Jim Hamilton on Reputational Failure in the Mortgage Market
One thing that happens in bubbles is that organizations begin viewing the current period as the terminal period capital-T, and thus see their reputations as things to be cashed in. Jim Hamilton:
Econbrowser: No-doc loans: Just an anecdote, but an interesting one. From SFGate.com (via Calculated Risk):
One Oakland woman, who asked not to be identified, explained how she exaggerated her income-- with encouragement from her mortgage broker-- when she refinanced her home. "He didn't say anything illegal out loud," she said. "He didn't say 'lie,' he just made a strong suggestion. He said, 'If you made $60,000, we could get you into the lowest interest level of this loan; did you make that much?' I said, 'Um, yes, about that much.' He went clickety clack on his computer and said, 'Are you sure you don't remember any more income, like alimony or consultancies, because if you made $80,000, we could get you into a better loan with a lower interest rate and no prepayment penalty.' It was such a big differential that I felt like I had to lie, I'm lying already so what the heck. I said, 'Come to think of it, you're right, I did have another job that I forgot about.'"
The transaction between the broker and customer was just the first link in the mortgage securitization chain. To the extent that the originator washed his hands of the whole thing by immediately selling off the loan to the next sucker in the chain, you can understand the incentives for the originator to cheerfully go clickety clack on his computer. But as I've said many times, the big question (and fundamental problem) arises from the incentives for investors further up the chain who willingly poured in the cash necessary to fund these deals.
One key problem with that chain of incentives seems to be the off-balance-sheet status of the bankruptcy-remote trusts that ultimately held the loans...
Why is it that when we look at these messes we always find the phrase "off-balance-sheet" buried somewhere in the pile of garbage?

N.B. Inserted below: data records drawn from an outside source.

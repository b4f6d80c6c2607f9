//! Application services: conversation traversal, test execution, repair,
//! and the run orchestration that ties them to storage and observers.

pub mod conversation_engine;
pub mod equation;
pub mod model_gateway;
pub mod repair_loop;
pub mod retry_policy;
pub mod run_orchestrator;
pub mod run_registry;
pub mod test_execution;

pub use conversation_engine::{ConversationEngine, TurnOutcome};
pub use equation::Equation;
pub use model_gateway::{EventSink, ModelGateway, ModelSet, TestEvent};
pub use repair_loop::{
    apply_fix_to_graph, mean_metric_score, FixApplication, RepairLoop, RepairOutcome, RepairRequest,
};
pub use retry_policy::{RetryNotice, RetryPolicy};
pub use run_orchestrator::{
    ParallelExecutor, RunExecutor, RunOrchestrator, SequentialExecutor, ABANDONED_RUN_MESSAGE,
};
pub use run_registry::{ActiveRunState, Observer, RunRegistry};
pub use test_execution::{evaluate_rules, TestExecution, TestRunner};
//! Pool construction for the run store.

use sqlx::sqlite::{SqliteConnectOptions, SqliteJournalMode, SqlitePoolOptions, SqliteSynchronous};
use sqlx::SqlitePool;
use std::path::{Path, PathBuf};
use std::time::Duration;
use thiserror::Error;

use crate::domain::models::DatabaseConfig;

const ACQUIRE_TIMEOUT: Duration = Duration::from_secs(3);
const BUSY_TIMEOUT: Duration = Duration::from_secs(30);

/// Failure to open the run store.
#[derive(Debug, Error)]
pub enum ConnectionError {
    #[error("cannot open run store at {path}: {source}")]
    Open {
        path: String,
        #[source]
        source: sqlx::Error,
    },
    #[error("cannot create directory {}: {source}", .dir.display())]
    CreateDir {
        dir: PathBuf,
        #[source]
        source: std::io::Error,
    },
}

/// Where the run store lives.
#[derive(Debug, Clone, PartialEq, Eq)]
pub enum StoreLocation {
    File(PathBuf),
    Memory,
}

impl StoreLocation {
    /// Accepts a bare path, a `sqlite:` URL or `:memory:`.
    pub fn parse(raw: &str) -> Self {
        let path = raw
            .strip_prefix("sqlite://")
            .or_else(|| raw.strip_prefix("sqlite:"))
            .unwrap_or(raw);
        if path.is_empty() || path == ":memory:" {
            Self::Memory
        } else {
            Self::File(PathBuf::from(path))
        }
    }

    fn describe(&self) -> String {
        match self {
            Self::File(path) => path.display().to_string(),
            Self::Memory => ":memory:".to_string(),
        }
    }
}

/// Open a pool for the configured store, creating the file and its parent
/// directory when missing.
pub async fn open_pool(config: &DatabaseConfig) -> Result<SqlitePool, ConnectionError> {
    let location = StoreLocation::parse(&config.path);
    let options = match &location {
        StoreLocation::Memory => return open_memory_pool().await,
        StoreLocation::File(path) => {
            create_parent_dir(path)?;
            SqliteConnectOptions::new()
                .filename(path)
                .create_if_missing(true)
                .journal_mode(SqliteJournalMode::Wal)
                .synchronous(SqliteSynchronous::Normal)
                .foreign_keys(true)
                .busy_timeout(BUSY_TIMEOUT)
        }
    };

    SqlitePoolOptions::new()
        .max_connections(config.max_connections.max(1))
        .acquire_timeout(ACQUIRE_TIMEOUT)
        .connect_with(options)
        .await
        .map_err(|source| ConnectionError::Open {
            path: location.describe(),
            source,
        })
}

/// In-memory store. Every connection to `:memory:` is its own database, so
/// the pool is pinned to one connection.
pub async fn open_memory_pool() -> Result<SqlitePool, ConnectionError> {
    let options = SqliteConnectOptions::new().in_memory(true).foreign_keys(true);
    SqlitePoolOptions::new()
        .max_connections(1)
        .min_connections(1)
        .idle_timeout(None)
        .max_lifetime(None)
        .connect_with(options)
        .await
        .map_err(|source| ConnectionError::Open {
            path: StoreLocation::Memory.describe(),
            source,
        })
}

fn create_parent_dir(path: &Path) -> Result<(), ConnectionError> {
    match path.parent() {
        Some(dir) if !dir.as_os_str().is_empty() && !dir.exists() => {
            std::fs::create_dir_all(dir).map_err(|source| ConnectionError::CreateDir {
                dir: dir.to_path_buf(),
                source,
            })
        }
        _ => Ok(()),
    }
}

#[cfg(test)]
mod tests {
    use super::*;

    #[test]
    fn test_store_location_parse() {
        assert_eq!(
            StoreLocation::parse(".rehearse/rehearse.db"),
            StoreLocation::File(PathBuf::from(".rehearse/rehearse.db"))
        );
        assert_eq!(
            StoreLocation::parse("sqlite://runs.db"),
            StoreLocation::File(PathBuf::from("runs.db"))
        );
        assert_eq!(StoreLocation::parse("sqlite::memory:"), StoreLocation::Memory);
        assert_eq!(StoreLocation::parse(":memory:"), StoreLocation::Memory);
    }

    #[tokio::test]
    async fn test_open_pool_creates_parent_directory() {
        let dir = tempfile::tempdir().unwrap();
        let path = dir.path().join("nested").join("runs.db");
        let config = DatabaseConfig {
            path: path.to_string_lossy().into_owned(),
            max_connections: 2,
        };

        let pool = open_pool(&config).await.unwrap();
        sqlx::query("SELECT 1").execute(&pool).await.unwrap();
        assert!(path.exists());
    }
}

Posted by: Bernard Yomtov | February 12, 2008 at 01:52 PM
Yes, it's like saying 'except for expenses, I made a large profit!'.
Posted by: Barry | February 13, 2008 at 08:38 AM
Bernard and Barry: Agreed! Utterly correct.
A balance sheet balances because after you've filled in the known numbers you then fill in the rest with the unknown, typically capital after depreciation and its close relative current period income.
Fiddles that you choose to leave off the balance sheet are all known, and leaving them out *necessarily* falsifies the determination of the important unknowns that you are going through the exercise to find.
I.e., imho, anyone who *ever* uses the phrase "off balance-sheet" about their work is running around with a neon sign and a megaphone blazing and blaring "I'm lying, I'm lying."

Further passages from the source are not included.